After a beat, his eyes flickered down to my drink and it dawned on me what was very likely going through his head.

Don’t worry, I’m twenty-two,” I reassured him, gesturing with the glass.

“Oh, I . . .”

He looked confused. Like maybe he didn’t believe me? Did I look underage? I couldn’t explain the ridiculous impulse behind it, but I pushed my hand into the pocket of my jeans and pulled out my driver’s license and student ID, thrusting them in his direction.

Dan took the license and ID card from my hand and laughed uncomfortably, as though he wasn’t quite sure what to do.

“Well, I . . . okay. I wasn’t actually . . . Here, you can keep these,” he said, handing the cards back. “So, you’re graduating soon?”

I took another sip of the cosmo, definitely not looking like I needed the fortification. “Actually, I’ve still got one more year to go on my bachelor’s. I’m doing an internship at Stanford Medical Center so I haven’t been able to take a full load. Thus, the five-year plan.”

“The medical center?”

“Working with kids with autism.”

He narrowed his eyes as if digging even deeper in his memory. “Your brother.”

“Yes.
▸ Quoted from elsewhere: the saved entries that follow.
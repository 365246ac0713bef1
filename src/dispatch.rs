//! HTTP Dispatcher (component F): sends the wire request over `reqwest`,
//! capturing response bytes/headers/status/elapsed and normalizing
//! transport failures into the fixed `TransportError` taxonomy.

use crate::error::{Error, TransportKind};
use crate::logging::{self, SecretContext};
use crate::prepare::WireRequest;
use std::time::{Duration, Instant};

/// `{timeout, follow_redirects, max_redirects, verify_tls, proxy?}` (§4.F).
#[derive(Debug, Clone)]
pub struct DispatchOptions {
    pub timeout: Duration,
    pub follow_redirects: bool,
    pub max_redirects: usize,
    pub verify_tls: bool,
    pub proxy: Option<String>,
}

impl Default for DispatchOptions {
    fn default() -> Self {
        Self {
            timeout: Duration::from_millis(30_000),
            follow_redirects: true,
            max_redirects: 10,
            verify_tls: true,
            proxy: None,
        }
    }
}

#[derive(Debug, Clone)]
pub struct Response {
    pub status_code: u16,
    pub reason: String,
    pub headers: Vec<(String, String)>,
    pub body_bytes: Vec<u8>,
    pub elapsed_ms: u128,
    pub final_url: String,
}

/// Stateless except for an internally pooled connection set — the
/// underlying `reqwest::Client` is cheap to clone and shares its pool.
pub struct HttpDispatcher {
    client: reqwest::Client,
}

impl HttpDispatcher {
    /// Builds a dispatcher whose connection pool honors `options` for
    /// redirect policy and TLS verification. A fresh client is needed
    /// whenever those policies change, since `reqwest::Client` bakes them in
    /// at construction.
    ///
    /// # Errors
    /// Returns an error if the underlying TLS backend fails to initialize.
    pub fn new(options: &DispatchOptions) -> Result<Self, Error> {
        let redirect_policy = if options.follow_redirects {
            reqwest::redirect::Policy::limited(options.max_redirects)
        } else {
            reqwest::redirect::Policy::none()
        };

        let mut builder = reqwest::Client::builder()
            .redirect(redirect_policy)
            .danger_accept_invalid_certs(!options.verify_tls)
            .timeout(options.timeout);

        if let Some(proxy) = &options.proxy {
            let proxy = reqwest::Proxy::all(proxy)
                .map_err(|e| Error::config(format!("invalid proxy URL '{proxy}': {e}")))?;
            builder = builder.proxy(proxy);
        }

        let client = builder
            .build()
            .map_err(|e| Error::config(format!("failed to build HTTP client: {e}")))?;

        Ok(Self { client })
    }

    /// Sends `wire_request`, honoring `cancel` for cooperative cancellation
    /// at the dispatch suspension point.
    ///
    /// # Errors
    /// Returns `TransportError` classified by `TransportKind` (§4.F).
    pub async fn dispatch(
        &self,
        wire_request: &WireRequest,
        secret_ctx: Option<&SecretContext>,
        cancel: &tokio_util::sync::CancellationToken,
    ) -> Result<Response, Error> {
        let method = reqwest::Method::from_bytes(wire_request.method.as_bytes())
            .map_err(|e| Error::transport(TransportKind::ProtocolError, format!("invalid method: {e}")))?;

        let mut builder = self.client.request(method, &wire_request.url);
        for (key, value) in &wire_request.headers {
            builder = builder.header(key, value);
        }
        if let Some(body) = &wire_request.body {
            builder = builder.body(body.clone());
        }
        if let Some(timeout) = wire_request.timeout {
            builder = builder.timeout(timeout);
        }

        logging::log_request(
            wire_request.method,
            &wire_request.url,
            None,
            wire_request.body.as_deref().and_then(|b| std::str::from_utf8(b).ok()),
            secret_ctx,
        );

        let start = Instant::now();
        let send = builder.send();

        let result = tokio::select! {
            biased;
            () = cancel.cancelled() => {
                return Err(Error::transport(TransportKind::Cancelled, "dispatch cancelled before completion"));
            }
            result = send => result,
        };

        let response = result.map_err(classify_reqwest_error)?;
        let status_code = response.status().as_u16();
        let reason = response
            .status()
            .canonical_reason()
            .unwrap_or("")
            .to_string();
        let final_url = response.url().to_string();
        let headers: Vec<(String, String)> = response
            .headers()
            .iter()
            .map(|(k, v)| (k.to_string(), String::from_utf8_lossy(v.as_bytes()).to_string()))
            .collect();

        let body_result = tokio::select! {
            biased;
            () = cancel.cancelled() => {
                return Err(Error::transport(TransportKind::Cancelled, "dispatch cancelled while reading response body"));
            }
            result = response.bytes() => result,
        };
        let body_bytes = body_result.map_err(classify_reqwest_error)?.to_vec();
        let elapsed_ms = start.elapsed().as_millis();

        logging::log_response(
            status_code,
            elapsed_ms,
            None,
            std::str::from_utf8(&body_bytes).ok(),
            logging::get_max_body_len(),
            secret_ctx,
        );

        Ok(Response {
            status_code,
            reason,
            headers,
            body_bytes,
            elapsed_ms,
            final_url,
        })
    }
}

fn classify_reqwest_error(e: reqwest::Error) -> Error {
    if e.is_timeout() {
        Error::transport(TransportKind::Timeout, e.to_string())
    } else if e.is_connect() {
        Error::transport(TransportKind::ConnectionRefused, e.to_string())
    } else if e.is_redirect() {
        Error::transport(TransportKind::TooManyRedirects, e.to_string())
    } else if e.to_string().to_lowercase().contains("dns") {
        Error::transport(TransportKind::DnsFailure, e.to_string())
    } else {
        Error::transport(TransportKind::ProtocolError, e.to_string())
    }
}

#[cfg(test)]
mod tests {
    use super::*;

    #[test]
    fn default_options_match_spec_defaults() {
        let opts = DispatchOptions::default();
        assert_eq!(opts.timeout, Duration::from_millis(30_000));
        assert!(opts.follow_redirects);
        assert_eq!(opts.max_redirects, 10);
        assert!(opts.verify_tls);
    }

    #[tokio::test]
    async fn get_request_round_trips_through_wiremock() {
        use wiremock::matchers::{method, path};
        use wiremock::{Mock, MockServer, ResponseTemplate};

        let server = MockServer::start().await;
        Mock::given(method("GET"))
            .and(path("/ping"))
            .respond_with(ResponseTemplate::new(200).set_body_string("pong"))
            .mount(&server)
            .await;

        let dispatcher = HttpDispatcher::new(&DispatchOptions::default()).unwrap();
        let wire = WireRequest {
            method: "GET",
            url: format!("{}/ping", server.uri()),
            headers: vec![],
            body: None,
            timeout: None,
        };
        let cancel = tokio_util::sync::CancellationToken::new();
        let response = dispatcher.dispatch(&wire, None, &cancel).await.unwrap();
        assert_eq!(response.status_code, 200);
        assert_eq!(response.body_bytes, b"pong");
    }

    #[tokio::test]
    async fn cancellation_before_send_yields_cancelled_transport_error() {
        let dispatcher = HttpDispatcher::new(&DispatchOptions::default()).unwrap();
        let wire = WireRequest {
            method: "GET",
            url: "https://example.invalid/".to_string(),
            headers: vec![],
            body: None,
            timeout: None,
        };
        let cancel = tokio_util::sync::CancellationToken::new();
        cancel.cancel();
        let err = dispatcher.dispatch(&wire, None, &cancel).await.unwrap_err();
        assert!(matches!(
            err.kind(),
            Some(crate::error::ErrorKind::Transport(TransportKind::Cancelled))
        ));
    }
}
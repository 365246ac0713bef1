//! Collection loader (§6 "Loader (consumed)" + ambient component M).
//!
//! The core treats loading as an opaque external collaborator: anything
//! implementing `CollectionLoader` may hand it an already-typed,
//! invariant-satisfying `Collection`. `JsonFileLoader` is the one concrete,
//! opt-in implementation shipped with this crate, reading a Postman
//! v2.0/v2.1-shaped JSON document from disk.

use super::model::Collection;
use crate::error::Error;
use crate::fs::FileSystem;
use std::path::Path;

/// Schema-version detection and structural validation happen here, before a
/// `Collection` is ever handed to the core — nothing downstream re-validates.
pub trait CollectionLoader {
    /// Loads and validates a collection from `source`.
    ///
    /// # Errors
    /// Returns `SchemaError` if the document's schema version is unrecognized
    /// or the structure violates a collection tree invariant (§3).
    fn load(&self, source: &Path) -> Result<Collection, Error>;
}

/// Reference loader reading a Postman-v2.0/v2.1-shaped JSON file from disk.
pub struct JsonFileLoader<FS> {
    fs: FS,
}

impl<FS: FileSystem> JsonFileLoader<FS> {
    pub const fn new(fs: FS) -> Self {
        Self { fs }
    }
}

impl<FS: FileSystem> CollectionLoader for JsonFileLoader<FS> {
    fn load(&self, source: &Path) -> Result<Collection, Error> {
        let contents = self.fs.read_to_string(source).map_err(Error::Io)?;
        parse_collection(&contents)
    }
}

/// Parses and structurally validates a collection document.
///
/// # Errors
/// Returns `SchemaError` on malformed JSON or an invariant violation (a
/// folder referencing itself is impossible by construction — the owned
/// `Vec<Item>` representation has no room for it — but an unrecognized
/// `schema_version` string is caught here).
pub fn parse_collection(contents: &str) -> Result<Collection, Error> {
    let mut collection: Collection =
        serde_json::from_str(contents).map_err(|e| Error::schema(format!("invalid collection document: {e}")))?;
    backfill_urls(&mut collection.items);
    validate(&collection)?;
    Ok(collection)
}

/// Backfills structured `host`/`path`/`query` fields from `raw` when a
/// document supplies only the raw URL string. `raw` is authoritative for
/// round-tripping, but the structured form drives resolution (§3), so a
/// raw-only URL must be parsed once here rather than left with an empty
/// `host` that would fail every downstream request.
fn backfill_urls(items: &mut [super::model::Item]) {
    for item in items {
        match item {
            super::model::Item::Request(r) => {
                if r.url.host.is_empty() && !r.url.raw.is_empty() {
                    r.url = super::model::Url::from_raw(&r.url.raw);
                }
            }
            super::model::Item::Folder(f) => backfill_urls(&mut f.items),
        }
    }
}

fn validate(collection: &Collection) -> Result<(), Error> {
    let mut seen_names = std::collections::HashSet::new();
    validate_items(&collection.items, &mut seen_names)
}

fn validate_items(
    items: &[super::model::Item],
    seen: &mut std::collections::HashSet<crate::collection::model::ItemId>,
) -> Result<(), Error> {
    for item in items {
        if !seen.insert(item.id()) {
            return Err(Error::schema(format!(
                "duplicate item id detected for '{}'; the tree must own each item exactly once",
                item.name()
            )));
        }
        if let super::model::Item::Folder(f) = item {
            validate_items(&f.items, seen)?;
        }
    }
    Ok(())
}

#[cfg(test)]
mod tests {
    use super::*;

    #[test]
    fn parses_minimal_collection() {
        let doc = r#"{
            "info": { "name": "demo", "schema_version": "2.1.0" },
            "items": [
                { "name": "ping", "method": "GET", "url": { "raw": "https://api.x/ping" } }
            ]
        }"#;
        let collection = parse_collection(doc).unwrap();
        assert_eq!(collection.info.name, "demo");
        assert_eq!(collection.items.len(), 1);
    }

    #[test]
    fn rejects_malformed_document() {
        assert!(parse_collection("not json").is_err());
    }

    #[test]
    fn raw_only_url_is_backfilled_into_structured_fields() {
        let doc = r#"{
            "info": { "name": "demo", "schema_version": "2.1.0" },
            "items": [
                { "name": "ping", "method": "GET", "url": { "raw": "https://api.x/ping?limit=10" } }
            ]
        }"#;
        let collection = parse_collection(doc).unwrap();
        let super::model::Item::Request(request) = &collection.items[0] else {
            panic!("expected a request");
        };
        assert_eq!(request.url.host, vec!["api", "x"]);
        assert_eq!(request.url.path, vec!["ping"]);
        assert_eq!(request.url.query[0].key, "limit");
    }
}
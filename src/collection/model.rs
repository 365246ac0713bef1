//! The collection tree model (component A): Collection, Item, Folder, Request,
//! and their attached Url/Header/Body/Auth/Variable/Event types.
//!
//! The tree is read-only after load: items carry no back-reference to their
//! parent, so ancestor paths are computed on demand (see `tree::ancestors`)
//! rather than stored, avoiding reference cycles.

use serde::{Deserialize, Serialize};
use std::fmt;
use uuid::Uuid;

/// Stable identity for a Folder or Request, independent of its display name.
///
/// `find_by_name` only promises first-match-by-name; executors and result
/// models need a cheap, clone-friendly identity that survives a rename.
#[derive(Debug, Clone, Copy, PartialEq, Eq, Hash, Serialize, Deserialize)]
#[serde(transparent)]
pub struct ItemId(pub Uuid);

impl ItemId {
    #[must_use]
    pub fn new() -> Self {
        Self(Uuid::new_v4())
    }
}

impl Default for ItemId {
    fn default() -> Self {
        Self::new()
    }
}

impl fmt::Display for ItemId {
    fn fmt(&self, f: &mut fmt::Formatter<'_>) -> fmt::Result {
        write!(f, "{}", self.0)
    }
}

#[derive(Debug, Clone, Copy, PartialEq, Eq, Serialize, Deserialize)]
pub enum SchemaVersion {
    #[serde(rename = "2.0.0", alias = "v2.0")]
    V2_0,
    #[serde(rename = "2.1.0", alias = "v2.1")]
    V2_1,
}

#[derive(Debug, Clone, Serialize, Deserialize)]
pub struct CollectionInfo {
    pub name: String,
    pub schema_version: SchemaVersion,
    #[serde(default)]
    pub description: Option<String>,
}

/// Root container of items, variables, auth, and events.
#[derive(Debug, Clone, Serialize, Deserialize)]
pub struct Collection {
    pub info: CollectionInfo,
    #[serde(default)]
    pub items: Vec<Item>,
    #[serde(default)]
    pub variables: Vec<Variable>,
    #[serde(default)]
    pub auth: Option<Auth>,
    #[serde(default)]
    pub events: Vec<Event>,
}

/// A variant of Request or Folder, the two things a collection tree can hold.
///
/// `Request` is tried first: it has non-optional `method`/`url` fields, so a
/// folder document (which has neither) always fails that branch and falls
/// through to `Folder`, whose only required field is `name`.
#[derive(Debug, Clone, Serialize, Deserialize)]
#[serde(untagged)]
pub enum Item {
    Request(Request),
    Folder(Folder),
}

impl Item {
    #[must_use]
    pub fn id(&self) -> ItemId {
        match self {
            Self::Folder(f) => f.id,
            Self::Request(r) => r.id,
        }
    }

    #[must_use]
    pub fn name(&self) -> &str {
        match self {
            Self::Folder(f) => &f.name,
            Self::Request(r) => &r.name,
        }
    }

    #[must_use]
    pub fn auth(&self) -> Option<&Auth> {
        match self {
            Self::Folder(f) => f.auth.as_ref(),
            Self::Request(r) => r.auth.as_ref(),
        }
    }

    #[must_use]
    pub fn variables(&self) -> &[Variable] {
        match self {
            Self::Folder(f) => &f.variables,
            Self::Request(r) => &r.variables,
        }
    }

    #[must_use]
    pub fn is_folder(&self) -> bool {
        matches!(self, Self::Folder(_))
    }
}

/// A named, possibly nested container contributing a variable scope and
/// optional auth during traversal. A Folder owns its children exclusively —
/// no item appears under two folders, and no cycle is constructible because
/// `items` is an owned `Vec`, never a shared or back-referencing handle.
#[derive(Debug, Clone, Serialize, Deserialize)]
pub struct Folder {
    #[serde(default = "ItemId::new")]
    pub id: ItemId,
    pub name: String,
    #[serde(default)]
    pub description: Option<String>,
    #[serde(default)]
    pub auth: Option<Auth>,
    #[serde(default)]
    pub variables: Vec<Variable>,
    #[serde(default)]
    pub events: Vec<Event>,
    #[serde(default)]
    pub items: Vec<Item>,
}

/// One HTTP call definition.
#[derive(Debug, Clone, Serialize, Deserialize)]
pub struct Request {
    #[serde(default = "ItemId::new")]
    pub id: ItemId,
    pub name: String,
    #[serde(default)]
    pub description: Option<String>,
    #[serde(default)]
    pub auth: Option<Auth>,
    #[serde(default)]
    pub variables: Vec<Variable>,
    #[serde(default)]
    pub events: Vec<Event>,
    pub method: Method,
    pub url: Url,
    #[serde(default)]
    pub headers: Vec<Header>,
    #[serde(default)]
    pub body: Option<Body>,
    #[serde(default)]
    pub example_responses: Vec<ExampleResponse>,
}

#[derive(Debug, Clone, Copy, PartialEq, Eq, Serialize, Deserialize)]
#[serde(rename_all = "UPPERCASE")]
pub enum Method {
    Get,
    Post,
    Put,
    Delete,
    Patch,
    Head,
    Options,
}

impl Method {
    #[must_use]
    pub const fn as_str(self) -> &'static str {
        match self {
            Self::Get => "GET",
            Self::Post => "POST",
            Self::Put => "PUT",
            Self::Delete => "DELETE",
            Self::Patch => "PATCH",
            Self::Head => "HEAD",
            Self::Options => "OPTIONS",
        }
    }
}

/// A single query-string entry. `disabled` and "empty value" are distinct:
/// disabled entries are dropped during preparation, empty-valued entries are
/// kept (Open Question resolution — see DESIGN.md).
#[derive(Debug, Clone, Serialize, Deserialize)]
pub struct QueryParam {
    pub key: String,
    #[serde(default)]
    pub value: String,
    #[serde(default)]
    pub disabled: bool,
}

/// Structured URL. `raw` is carried for round-tripping but the structured
/// fields are authoritative for resolution; `raw` is re-derived on render.
#[derive(Debug, Clone, Serialize, Deserialize)]
pub struct Url {
    #[serde(default)]
    pub raw: String,
    #[serde(default)]
    pub protocol: Option<String>,
    #[serde(default)]
    pub host: Vec<String>,
    #[serde(default)]
    pub port: Option<String>,
    #[serde(default)]
    pub path: Vec<String>,
    #[serde(default)]
    pub query: Vec<QueryParam>,
    #[serde(default)]
    pub path_vars: Vec<Variable>,
}

impl Url {
    /// Parses a raw URL string into host/path/query components, used by the
    /// reference loader when a collection only provides `raw`.
    #[must_use]
    pub fn from_raw(raw: &str) -> Self {
        let (before_query, query_str) = raw.split_once('?').unwrap_or((raw, ""));
        let (protocol, rest) = before_query
            .split_once("://")
            .map_or((None, before_query), |(p, r)| (Some(p.to_string()), r));
        let (host_part, path_part) = rest.split_once('/').unwrap_or((rest, ""));
        let host: Vec<String> = host_part.split('.').map(str::to_string).collect();
        let path: Vec<String> = path_part
            .split('/')
            .filter(|s| !s.is_empty())
            .map(str::to_string)
            .collect();
        let query = query_str
            .split('&')
            .filter(|s| !s.is_empty())
            .map(|pair| {
                let (k, v) = pair.split_once('=').unwrap_or((pair, ""));
                QueryParam {
                    key: k.to_string(),
                    value: v.to_string(),
                    disabled: false,
                }
            })
            .collect();
        Self {
            raw: raw.to_string(),
            protocol,
            host,
            port: None,
            path,
            query,
            path_vars: Vec::new(),
        }
    }
}

/// Case-insensitive on override; original casing is preserved on emit.
#[derive(Debug, Clone, Serialize, Deserialize)]
pub struct Header {
    pub key: String,
    #[serde(default)]
    pub value: String,
    #[serde(default)]
    pub disabled: bool,
    #[serde(default)]
    pub description: Option<String>,
}

#[derive(Debug, Clone, Serialize, Deserialize)]
#[serde(tag = "mode", rename_all = "lowercase")]
pub enum Body {
    Raw { raw: String },
    Urlencoded { urlencoded: Vec<KeyValue> },
    Formdata { formdata: Vec<KeyValue> },
    File { file: FileRef },
    Graphql { query: String, variables: Option<String> },
    None,
}

#[derive(Debug, Clone, Serialize, Deserialize)]
pub struct KeyValue {
    pub key: String,
    #[serde(default)]
    pub value: String,
    #[serde(default)]
    pub disabled: bool,
}

#[derive(Debug, Clone, Serialize, Deserialize)]
pub struct FileRef {
    pub src: String,
}

#[derive(Debug, Clone, Serialize, Deserialize)]
pub struct ExampleResponse {
    pub name: String,
    pub status: u16,
    #[serde(default)]
    pub body: Option<String>,
}

/// `{type, parameters}` — parameters are type-specific; see `auth::apply`.
#[derive(Debug, Clone, Serialize, Deserialize)]
pub struct Auth {
    #[serde(rename = "type")]
    pub kind: AuthKind,
    #[serde(default)]
    pub parameters: std::collections::HashMap<String, String>,
}

#[derive(Debug, Clone, Copy, PartialEq, Eq, Serialize, Deserialize)]
#[serde(rename_all = "lowercase")]
pub enum AuthKind {
    Noauth,
    Basic,
    Bearer,
    Apikey,
    Oauth1,
    Oauth2,
    Digest,
    Awsv4,
    Ntlm,
    Hawk,
}

#[derive(Debug, Clone, Serialize, Deserialize)]
pub struct Variable {
    pub key: String,
    #[serde(default)]
    pub value: String,
    #[serde(default)]
    pub var_type: Option<String>,
    #[serde(default)]
    pub description: Option<String>,
    #[serde(default = "default_true")]
    pub enabled: bool,
}

const fn default_true() -> bool {
    true
}

#[derive(Debug, Clone, Serialize, Deserialize)]
pub struct Event {
    pub listen: EventListen,
    pub script: Script,
}

#[derive(Debug, Clone, Copy, PartialEq, Eq, Serialize, Deserialize)]
#[serde(rename_all = "lowercase")]
pub enum EventListen {
    Prerequest,
    Test,
}

#[derive(Debug, Clone, Serialize, Deserialize)]
pub struct Script {
    #[serde(default)]
    pub lines: Vec<String>,
}

#[cfg(test)]
mod tests {
    use super::*;

    #[test]
    fn url_from_raw_splits_components() {
        let url = Url::from_raw("https://api.x/users/42?limit=10");
        assert_eq!(url.protocol.as_deref(), Some("https"));
        assert_eq!(url.path, vec!["users", "42"]);
        assert_eq!(url.query.len(), 1);
        assert_eq!(url.query[0].key, "limit");
        assert_eq!(url.query[0].value, "10");
    }

    #[test]
    fn item_auth_is_none_for_unset_folder() {
        let folder = Folder {
            id: ItemId::new(),
            name: "f".into(),
            description: None,
            auth: None,
            variables: vec![],
            events: vec![],
            items: vec![],
        };
        assert!(Item::Folder(folder).auth().is_none());
    }
}
//! Ambient configuration models: the on-disk shape of `config.toml` and the
//! per-environment URL/secret overrides it carries (component L).

use serde::{Deserialize, Serialize};
use std::collections::HashMap;

#[derive(Debug, Deserialize, Serialize)]
pub struct GlobalConfig {
    #[serde(default = "default_timeout_ms")]
    pub default_timeout_ms: u64,
    #[serde(default)]
    pub environments: HashMap<String, EnvironmentConfig>,
}

const fn default_timeout_ms() -> u64 {
    30_000
}

impl Default for GlobalConfig {
    fn default() -> Self {
        Self {
            default_timeout_ms: default_timeout_ms(),
            environments: HashMap::new(),
        }
    }
}

/// One named environment's URL override and stored secrets, keyed by
/// collection name so the same environment file can back several
/// collections.
#[derive(Debug, Deserialize, Serialize, Default)]
pub struct EnvironmentConfig {
    #[serde(default)]
    pub base_url_overrides: HashMap<String, String>,
    #[serde(default)]
    pub secrets: HashMap<String, StoredSecret>,
}

/// A secret value is never written to `config.toml` in plaintext; only a
/// pointer to where it lives is persisted.
#[derive(Debug, Deserialize, Serialize, PartialEq, Eq)]
#[serde(rename_all = "camelCase")]
pub struct StoredSecret {
    pub source: SecretSource,
    pub name: String,
}

#[derive(Debug, Deserialize, Serialize, PartialEq, Eq)]
#[serde(rename_all = "camelCase")]
pub enum SecretSource {
    Env,
}

impl StoredSecret {
    /// Resolves the secret's current value from its source.
    #[must_use]
    pub fn resolve(&self) -> Option<String> {
        match self.source {
            SecretSource::Env => std::env::var(&self.name).ok(),
        }
    }
}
Well, Asperger’s Syndrome in his case—but that’s where the interest comes from.”

“That’s really great.”

He was examining me even closer now, tilting his head slightly as if this was a revelation—like he was suddenly seeing me for the very first time. Evidently, I’d managed to progress in his mind from underage drinker to semirespectable societal contributor. I smiled, pleased with myself, and put the IDs back in my pocket.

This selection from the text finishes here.